> [Problem details]
Where a line of the entries below includes the string "FetchPolicy", count it. Give only the resulting number.

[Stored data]

◆ ◆ ◆ ◆

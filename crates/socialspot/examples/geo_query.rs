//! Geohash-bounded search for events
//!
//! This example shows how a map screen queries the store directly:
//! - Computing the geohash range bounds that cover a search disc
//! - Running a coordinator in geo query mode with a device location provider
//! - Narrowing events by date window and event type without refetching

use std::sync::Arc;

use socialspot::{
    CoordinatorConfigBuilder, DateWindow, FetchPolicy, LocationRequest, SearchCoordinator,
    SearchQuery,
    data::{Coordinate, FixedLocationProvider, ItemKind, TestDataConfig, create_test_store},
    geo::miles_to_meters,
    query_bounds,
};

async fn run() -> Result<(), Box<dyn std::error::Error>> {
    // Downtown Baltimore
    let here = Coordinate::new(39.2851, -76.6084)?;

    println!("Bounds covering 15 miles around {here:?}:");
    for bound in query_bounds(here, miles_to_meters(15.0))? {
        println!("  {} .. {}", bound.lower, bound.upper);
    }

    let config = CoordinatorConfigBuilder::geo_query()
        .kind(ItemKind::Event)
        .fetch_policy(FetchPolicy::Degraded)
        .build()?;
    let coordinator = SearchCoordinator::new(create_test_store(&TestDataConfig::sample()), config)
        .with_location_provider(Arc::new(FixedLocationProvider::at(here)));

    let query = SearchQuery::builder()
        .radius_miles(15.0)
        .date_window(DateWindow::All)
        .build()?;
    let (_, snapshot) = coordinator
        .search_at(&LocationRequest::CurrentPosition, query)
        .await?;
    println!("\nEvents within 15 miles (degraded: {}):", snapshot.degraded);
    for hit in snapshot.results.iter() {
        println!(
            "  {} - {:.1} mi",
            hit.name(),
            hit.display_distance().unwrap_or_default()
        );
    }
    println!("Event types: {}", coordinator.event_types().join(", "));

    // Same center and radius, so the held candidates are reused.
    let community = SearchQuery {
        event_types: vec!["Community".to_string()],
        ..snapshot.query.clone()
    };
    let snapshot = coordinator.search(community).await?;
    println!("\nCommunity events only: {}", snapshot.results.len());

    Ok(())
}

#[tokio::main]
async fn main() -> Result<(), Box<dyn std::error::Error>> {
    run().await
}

◆ ◆ ◆ ◆

> [Result of this task]
2